Some shows need very explicit intervals, like this show that Sipeed sells, the place they provide the datasheet so that you could get the precise parameters that the show is comfy with – the again porch durations they advocate are an actual quantity, and I don’t know if the show would assist a distinct one in actuality, so it’s all the time good to know the really helpful one for positive. In case you’re reverse-engineering an present show and you bought the gadget in a position to drive it, that is the kind of factor you could determine in-system with an oscilloscope. Aside from this knowledge, you’ll need the pinout – and, sadly, we don’t all the time have the posh of checking the datasheet on this one.
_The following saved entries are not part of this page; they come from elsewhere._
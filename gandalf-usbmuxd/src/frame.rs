//! The 16-byte usbmuxd frame header: four little-endian u32s preceding an
//! XML-plist payload.

use byteorder::{LittleEndian, ReadBytesExt, WriteBytesExt};
use tokio::io::{AsyncRead, AsyncReadExt, AsyncWrite, AsyncWriteExt};

use crate::error::Error;

pub const HEADER_LEN: usize = 16;

/// Plist payload, version 1 of the usbmuxd wire protocol.
pub const VERSION_PLIST: u32 = 1;
/// The only request opcode this client ever sends: a plist message.
pub const REQUEST_PLIST: u32 = 8;
/// Tag echoed back by usbmuxd in its reply. Ignored on the way in.
pub const TAG: u32 = 1;

#[derive(Debug, Clone, Copy, PartialEq, Eq)]
pub struct Header {
    pub total_length: u32,
    pub version: u32,
    pub request: u32,
    pub tag: u32,
}

impl Header {
    /// Length of the payload that follows this header on the wire.
    pub fn payload_len(&self) -> usize {
        (self.total_length as usize) - HEADER_LEN
    }
}

/// Reads and validates a 16-byte usbmuxd header.
pub async fn read_header<S: AsyncRead + Unpin>(stream: &mut S) -> Result<Header, Error> {
    let mut buf = [0u8; HEADER_LEN];
    stream
        .read_exact(&mut buf)
        .await
        .map_err(|_| Error::Protocol("truncated usbmuxd header"))?;

    let mut cursor = &buf[..];
    let total_length = cursor.read_u32::<LittleEndian>().unwrap();
    let version = cursor.read_u32::<LittleEndian>().unwrap();
    let request = cursor.read_u32::<LittleEndian>().unwrap();
    let tag = cursor.read_u32::<LittleEndian>().unwrap();

    if (total_length as usize) < HEADER_LEN {
        return Err(Error::Protocol("usbmuxd header total_length < 16"));
    }

    Ok(Header {
        total_length,
        version,
        request,
        tag,
    })
}

/// Writes a 16-byte usbmuxd header. Fails atomically: either all 16 bytes
/// reach the stream or an error is returned.
pub async fn write_header<S: AsyncWrite + Unpin>(
    stream: &mut S,
    total_length: u32,
) -> Result<(), Error> {
    let mut buf = Vec::with_capacity(HEADER_LEN);
    buf.write_u32::<LittleEndian>(total_length).unwrap();
    buf.write_u32::<LittleEndian>(VERSION_PLIST).unwrap();
    buf.write_u32::<LittleEndian>(REQUEST_PLIST).unwrap();
    buf.write_u32::<LittleEndian>(TAG).unwrap();

    stream.write_all(&buf).await.map_err(Error::Socket)?;
    Ok(())
}

/// Reads exactly `header.payload_len()` bytes following a header already read.
pub async fn read_payload<S: AsyncRead + Unpin>(
    stream: &mut S,
    header: &Header,
) -> Result<Vec<u8>, Error> {
    let mut buf = vec![0u8; header.payload_len()];
    stream.read_exact(&mut buf).await.map_err(Error::Socket)?;
    Ok(buf)
}

/// Writes a full frame: header followed by `payload`.
pub async fn write_frame<S: AsyncWrite + Unpin>(
    stream: &mut S,
    payload: &[u8],
) -> Result<(), Error> {
    let total_length = (HEADER_LEN + payload.len()) as u32;
    write_header(stream, total_length).await?;
    stream.write_all(payload).await.map_err(Error::Socket)?;
    Ok(())
}

#[cfg(test)]
mod tests {
    use super::*;
    use tokio::io::duplex;

    #[tokio::test]
    async fn header_round_trip() {
        let (mut a, mut b) = duplex(64);
        write_frame(&mut a, b"hello").await.unwrap();

        let header = read_header(&mut b).await.unwrap();
        assert_eq!(header.version, VERSION_PLIST);
        assert_eq!(header.request, REQUEST_PLIST);
        assert_eq!(header.tag, TAG);
        assert_eq!(header.payload_len(), 5);

        let payload = read_payload(&mut b, &header).await.unwrap();
        assert_eq!(payload, b"hello");
    }

    #[tokio::test]
    async fn truncated_header_is_protocol_error() {
        let (mut a, mut b) = duplex(64);
        a.shutdown().await.unwrap();
        drop(a);
        let err = read_header(&mut b).await.unwrap_err();
        assert!(matches!(err, Error::Protocol(_)));
    }
}
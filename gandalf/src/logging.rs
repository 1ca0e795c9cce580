//! Logging setup (C9, §4.9): `tracing` with an `EnvFilter` honoring
//! `RUST_LOG`, raised to `debug` by `--verbose` when the user hasn't set
//! `RUST_LOG` themselves.
//!
//! When daemonized, stdio is redirected to `/dev/null` (§4.6 step 5), so a
//! subscriber writing to stdout would be discarded silently. The daemon
//! case writes to the system log instead, matching "redirect stdio to the
//! system log."

use std::io;
use std::sync::Mutex;

use syslog::{Facility, Formatter3164, Logger, LoggerBackend};
use tracing_subscriber::fmt::MakeWriter;

use crate::error::FatalError;

struct SyslogWriter {
    logger: Mutex<Logger<LoggerBackend, Formatter3164>>,
}

impl io::Write for &SyslogWriter {
    fn write(&mut self, buf: &[u8]) -> io::Result<usize> {
        let line = String::from_utf8_lossy(buf);
        self.logger
            .lock()
            .unwrap()
            .info(line.trim_end())
            .map_err(|e| io::Error::new(io::ErrorKind::Other, e.to_string()))?;
        Ok(buf.len())
    }

    fn flush(&mut self) -> io::Result<()> {
        Ok(())
    }
}

impl<'a> MakeWriter<'a> for SyslogWriter {
    type Writer = &'a SyslogWriter;

    fn make_writer(&'a self) -> Self::Writer {
        self
    }
}

fn env_filter(verbose: bool) -> tracing_subscriber::EnvFilter {
    let default_level = if verbose { "debug" } else { "info" };
    tracing_subscriber::EnvFilter::try_from_default_env()
        .unwrap_or_else(|_| tracing_subscriber::EnvFilter::new(format!("gandalf={default_level}")))
}

/// Initializes the global subscriber. `daemonized` selects the writer:
/// stdout in the foreground, syslog once stdio has been redirected to
/// `/dev/null` so log output isn't lost.
pub fn init(verbose: bool, daemonized: bool) -> Result<(), FatalError> {
    let filter = env_filter(verbose);

    if daemonized {
        let formatter = Formatter3164 {
            facility: Facility::LOG_DAEMON,
            hostname: None,
            process: "gandalf".into(),
            pid: std::process::id() as i32,
        };
        let logger = syslog::unix(formatter)
            .map_err(|e| FatalError::Unhandled(io::Error::new(io::ErrorKind::Other, e.to_string())))?;

        tracing_subscriber::fmt()
            .with_env_filter(filter)
            .with_target(true)
            .with_writer(SyslogWriter {
                logger: Mutex::new(logger),
            })
            .init();
    } else {
        tracing_subscriber::fmt()
            .with_env_filter(filter)
            .with_target(true)
            .init();
    }

    Ok(())
}
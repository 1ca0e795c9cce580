/// A device attached to usbmuxd, as reported by an `Attached` event.
#[derive(Debug, Clone, PartialEq, Eq)]
pub struct Device {
    pub serial_number: String,
    pub connection_speed: u64,
    pub connection_type: String,
    pub product_id: i64,
    pub location_id: i64,
    pub device_id: u32,
}
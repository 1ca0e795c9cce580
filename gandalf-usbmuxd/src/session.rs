//! One usbmuxd connection, used either for a single request/reply exchange
//! or as a long-lived event subscription (§4.3).

use std::path::{Path, PathBuf};

use tokio::net::UnixStream;

use crate::error::Error;
use crate::frame;
use crate::message::{self, Reply, Request, ResultCode};

pub const DEFAULT_SOCKET_PATH: &str = "/var/run/usbmuxd";

/// Resolves the usbmuxd socket path: `USBMUXD_SOCKET_ADDRESS` if set,
/// otherwise [`DEFAULT_SOCKET_PATH`].
pub fn default_socket_path() -> PathBuf {
    std::env::var_os("USBMUXD_SOCKET_ADDRESS")
        .map(PathBuf::from)
        .unwrap_or_else(|| PathBuf::from(DEFAULT_SOCKET_PATH))
}

/// Outcome of a `Connect` request: either the session's socket is handed
/// back as a raw byte pipe to the device, or usbmuxd refused it.
pub enum ConnectOutcome {
    Connected(UnixStream),
    Refused(ResultCode),
}

impl std::fmt::Debug for ConnectOutcome {
    fn fmt(&self, f: &mut std::fmt::Formatter<'_>) -> std::fmt::Result {
        match self {
            ConnectOutcome::Connected(_) => write!(f, "Connected"),
            ConnectOutcome::Refused(code) => write!(f, "Refused({code:?})"),
        }
    }
}

/// A single connection to usbmuxd. Owns the socket for its whole lifetime;
/// dropping it (or any exit path) closes the socket.
pub struct MuxSession {
    stream: UnixStream,
}

impl MuxSession {
    /// Opens a fresh connection to the usbmuxd socket at `path`.
    pub async fn connect(path: &Path) -> Result<Self, Error> {
        let stream = UnixStream::connect(path).await.map_err(Error::Socket)?;
        Ok(Self { stream })
    }

    /// Opens a fresh connection using [`default_socket_path`].
    pub async fn connect_default() -> Result<Self, Error> {
        Self::connect(&default_socket_path()).await
    }

    async fn send(&mut self, req: &Request) -> Result<(), Error> {
        let payload = req.encode()?;
        frame::write_frame(&mut self.stream, &payload).await
    }

    async fn recv(&mut self) -> Result<Reply, Error> {
        let header = frame::read_header(&mut self.stream).await?;
        let payload = frame::read_payload(&mut self.stream, &header).await?;
        message::decode(&payload)
    }

    /// Sends a `Connect` for `(device_id, device_port)` and reads exactly
    /// one reply. On success the session's socket is handed back as a raw
    /// tunnel to the device; usbmuxd does not require a further handshake.
    pub async fn request_connect(
        mut self,
        device_id: u32,
        device_port: u16,
    ) -> Result<ConnectOutcome, Error> {
        self.send(&Request::Connect {
            device_id,
            device_port,
        })
        .await?;

        match self.recv().await? {
            Reply::Result(ResultCode::Success) => Ok(ConnectOutcome::Connected(self.stream)),
            Reply::Result(code) => Ok(ConnectOutcome::Refused(code)),
            other => Err(Error::UnknownReply(format!("{other:?}"))),
        }
    }

    /// Subscribes to attach/detach events. `on_event` is invoked for every
    /// `Attached`/`Detached` frame after the initial `Listen` handshake
    /// succeeds. Returns only on socket error or cancellation; callers that
    /// want a time-bounded initial burst should wrap the call in
    /// `tokio::time::timeout`.
    pub async fn listen_events(mut self, mut on_event: impl FnMut(Reply)) -> Result<(), Error> {
        self.send(&Request::Listen).await?;

        match self.recv().await? {
            Reply::Result(ResultCode::Success) => {}
            Reply::Result(code) => {
                return Err(Error::UnknownReply(format!("Listen refused: {code:?}")));
            }
            other => return Err(Error::UnknownReply(format!("{other:?}"))),
        }

        loop {
            let event = self.recv().await?;
            on_event(event);
        }
    }
}
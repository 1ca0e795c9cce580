use thiserror::Error;

/// Errors that can terminate the daemon outright. Per-connection and
/// per-device errors never reach this type; they are logged and contained
/// at their own boundary (§7).
#[derive(Error, Debug)]
pub enum FatalError {
    #[error("failed to bind {addr}: address already in use")]
    AddressInUse { addr: std::net::SocketAddr },

    #[error("pidfile {path}: permission denied")]
    PidfilePermission { path: std::path::PathBuf },

    #[error("signal delivery denied")]
    SignalPermission,

    #[error("mapping file {path} could not be parsed: {reason}")]
    MappingParse {
        path: std::path::PathBuf,
        reason: String,
    },

    #[error("unhandled error: {0}")]
    Unhandled(#[from] std::io::Error),
}

impl FatalError {
    /// Maps a fatal error onto the process exit code it dictates (§6).
    pub fn exit_code(&self) -> i32 {
        match self {
            FatalError::PidfilePermission { .. } => 2,
            FatalError::SignalPermission => 3,
            FatalError::Unhandled(_) => 4,
            FatalError::AddressInUse { .. } => 6,
            FatalError::MappingParse { .. } => 4,
        }
    }
}
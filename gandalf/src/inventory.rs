//! The live device inventory (§4.5): attach/detach bookkeeping joined
//! against the mapping file to decide which tunnels should be running.

use std::collections::HashMap;
use std::path::PathBuf;

use gandalf_usbmuxd::{Device, MuxSession, Reply};
use tokio::sync::{mpsc, RwLock};
use tracing::{info, warn};

use crate::mapping::{self, Mapping};

/// One tunnel that should be running right now, per the current inventory
/// joined against the mapping (§3, §4.5).
#[derive(Debug, Clone, PartialEq, Eq)]
pub struct TunnelSpec {
    pub local_port: u16,
    pub device_id: u32,
    pub udid: String,
    pub device_port: u16,
}

pub struct Inventory {
    devices: RwLock<HashMap<u32, Device>>,
    mapping: RwLock<Mapping>,
    mapping_path: PathBuf,
}

impl Inventory {
    pub fn new(mapping_path: PathBuf, initial_mapping: Mapping) -> Self {
        Self {
            devices: RwLock::new(HashMap::new()),
            mapping: RwLock::new(initial_mapping),
            mapping_path,
        }
    }

    /// Applies one `Attached`/`Detached` event and re-reads the mapping
    /// file from disk, so edits take effect without a full reload (§4.5).
    /// Other event variants (`Result`) are ignored here; they never reach
    /// this path in practice since `listen_events` only forwards events
    /// after its own Listen handshake succeeds.
    pub async fn apply_event(&self, event: Reply) {
        match event {
            Reply::Attached(device) => {
                let mut devices = self.devices.write().await;
                devices.entry(device.device_id).or_insert(device);
            }
            Reply::Detached(device_id) => {
                self.devices.write().await.remove(&device_id);
            }
            Reply::Result(_) => {}
        }
        self.reread_mapping().await;
    }

    async fn reread_mapping(&self) {
        match mapping::load(&self.mapping_path).await {
            Ok(new_mapping) => {
                *self.mapping.write().await = new_mapping;
            }
            Err(e) => {
                warn!(
                    path = %self.mapping_path.display(),
                    error = %e,
                    "mapping re-read failed, keeping previous mapping"
                );
            }
        }
    }

    /// Clears every attached device and replaces the mapping. Used at boot
    /// and on reload so the Inventory is rebuilt from scratch rather than
    /// carrying forward attach/detach state from a subscription that is
    /// about to be torn down and replaced (§3: "on reload it is rebuilt
    /// from scratch").
    pub async fn reset(&self, mapping: Mapping) {
        self.devices.write().await.clear();
        *self.mapping.write().await = mapping;
    }

    /// Returns the current joined view: one [`TunnelSpec`] per mapping
    /// entry whose UDID is currently attached. UDIDs in the mapping but
    /// not attached are dropped silently (logged at info).
    pub async fn snapshot(&self) -> Vec<TunnelSpec> {
        let devices = self.devices.read().await;
        let mapping = self.mapping.read().await;

        let mut specs = Vec::new();
        for entry in &mapping.entries {
            let attached = devices.values().find(|d| d.serial_number == entry.udid);
            match attached {
                Some(device) => specs.push(TunnelSpec {
                    local_port: entry.local_port,
                    device_id: device.device_id,
                    udid: entry.udid.clone(),
                    device_port: entry.device_port,
                }),
                None => info!(udid = %entry.udid, "mapped device not currently attached"),
            }
        }
        specs
    }
}

/// Runs a single usbmuxd event subscription, forwarding every event to
/// `tx`. Returns when the socket errors or the subscription's Listen
/// handshake is refused; the caller (the retry wrapper, §4.6.1) decides
/// whether to reconnect.
pub async fn subscribe(
    socket_path: std::path::PathBuf,
    tx: mpsc::UnboundedSender<Reply>,
) -> Result<(), gandalf_usbmuxd::Error> {
    let session = MuxSession::connect(&socket_path).await?;
    session.listen_events(move |event| {
        let _ = tx.send(event);
    })
    .await
}

#[cfg(test)]
mod tests {
    use super::*;
    use crate::mapping::MappingEntry;

    fn device(udid: &str, device_id: u32) -> Device {
        Device {
            serial_number: udid.to_string(),
            connection_speed: 480_000_000,
            connection_type: "USB".to_string(),
            product_id: 4776,
            location_id: 1,
            device_id,
        }
    }

    #[tokio::test]
    async fn snapshot_joins_attached_devices_with_mapping() {
        let mapping = Mapping {
            entries: vec![
                MappingEntry {
                    udid: "UDID_A".into(),
                    local_port: 2222,
                    device_port: 22,
                },
                MappingEntry {
                    udid: "UDID_X".into(),
                    local_port: 2223,
                    device_port: 22,
                },
            ],
        };
        let inventory = Inventory::new(std::path::PathBuf::from("/nonexistent"), mapping);
        inventory.apply_event(Reply::Attached(device("UDID_A", 4))).await;

        // UDID_X has no Attached event; only UDID_A should show up.
        let snapshot = inventory.snapshot().await;
        assert_eq!(snapshot.len(), 1);
        assert_eq!(snapshot[0].udid, "UDID_A");
        assert_eq!(snapshot[0].device_id, 4);
    }

    #[tokio::test]
    async fn detach_removes_device_from_snapshot() {
        let mapping = Mapping {
            entries: vec![MappingEntry {
                udid: "UDID_A".into(),
                local_port: 2222,
                device_port: 22,
            }],
        };
        let inventory = Inventory::new(std::path::PathBuf::from("/nonexistent"), mapping);
        inventory.apply_event(Reply::Attached(device("UDID_A", 4))).await;
        assert_eq!(inventory.snapshot().await.len(), 1);

        inventory.apply_event(Reply::Detached(4)).await;
        assert_eq!(inventory.snapshot().await.len(), 0);
    }

    #[tokio::test]
    async fn reset_clears_attached_devices_and_replaces_mapping() {
        let mapping = Mapping {
            entries: vec![MappingEntry {
                udid: "UDID_A".into(),
                local_port: 2222,
                device_port: 22,
            }],
        };
        let inventory = Inventory::new(std::path::PathBuf::from("/nonexistent"), mapping);
        inventory.apply_event(Reply::Attached(device("UDID_A", 4))).await;
        assert_eq!(inventory.snapshot().await.len(), 1);

        inventory
            .reset(Mapping {
                entries: vec![MappingEntry {
                    udid: "UDID_A".into(),
                    local_port: 3333,
                    device_port: 22,
                }],
            })
            .await;

        // The old Attached event must not survive a reset: nothing is
        // attached until a fresh event arrives, even though the mapping
        // still names the same UDID.
        assert_eq!(inventory.snapshot().await.len(), 0);
    }
}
Adafruit DPI Show Kippah, a Raspberry Pi parallel RGB defend utilizing a typical 40-pin pinout

In fact, there’s standardized pinouts for parallel RGB shows! I don’t have a abstract useful for you, however somebody might actually compile a desk with a number of pinouts and say “these are the pinouts you’re 99% more likely to encounter”. However, you’ll discover fairly a number of pinouts that match from show to show, right here’s one you’re more likely to encounter on 40-pin FPC shows, and I encourage you to examine locations like Adafruit and Aliexpress to see which pinouts they’ve shows and breakouts for. Adafruit particularly has developed a considerable amount of parallel RGB show tech, so learning their choices will assist you a large number in terms of parallel RGB show intricacies. In case you’re reverse-engineering a show out of a known-working system, you possibly can all the time attempt to have it show a picture, then use a bench oscilloscope to seek out pixel clock/VSYNC/HSYNC alerts, and mess with the person pins to see which pins correspond for MSB and LSB of which coloration.

A Raspberry-Scented Testbench

You bought the timing parameters, you bought the pinout – let’s discuss observe. There’s a complete bunch of issues you possibly can connect a parallel RGB LCD to – MCUs with parallel RGB interfaces, FPGAs, and fairly a number of SBCs. I’d say that the best approach for a median newcomer to drive parallel RGB shows, is a simply Raspberry Pi board with a 40-pin GPIO header! I do imply a Linux-running Raspberry Pi, and I don’t imply a Pi Pico working Linux via RISC-V emulation – although, and not using a shred of a doubt, a few of yall might make that work too.

Two dozen pins, all with collection resistors? That’s a parallel RGB show alright!

On a Pi, a parallel RGB show could be related via the DPI interface, which can take up a complete bunch of GPIOs, however you possibly can lower the GPIO quantity by working the LCD in 565 (16-bit) or 666 (18-bit) mode and releasing a good few; it will restrict your coloration vary, however you would possibly worth the additional GPIOs extra. Decrease-bit modes should not a nasty thought both – an amazing majority of outdated laptop computer shows have traditionally been pushed in 565 mode and it hasn’t been a lot of an issue, not less than, contemplating that these shows weren’t of stellar high quality both. When wiring up the show for modes lower than 24-bit, you’ll wish to floor the pins for the least vital bits you’re not utilizing, for example, floor D0-D1 in 666 mode.

Now, the software program! On the Pi, the parallel RGB aka DPI interface has a good bit of documentation and success tales, in contrast to the DSI interface, which is proprietary and makes use of that one FFC connector close to the SD card slot. It may be straightforward to confuse them, so right here’s a straightforward mnemonic – DPI is Pretty hacker-friendly, and DSI is, Sadly, outlined by the MIPI Alliance.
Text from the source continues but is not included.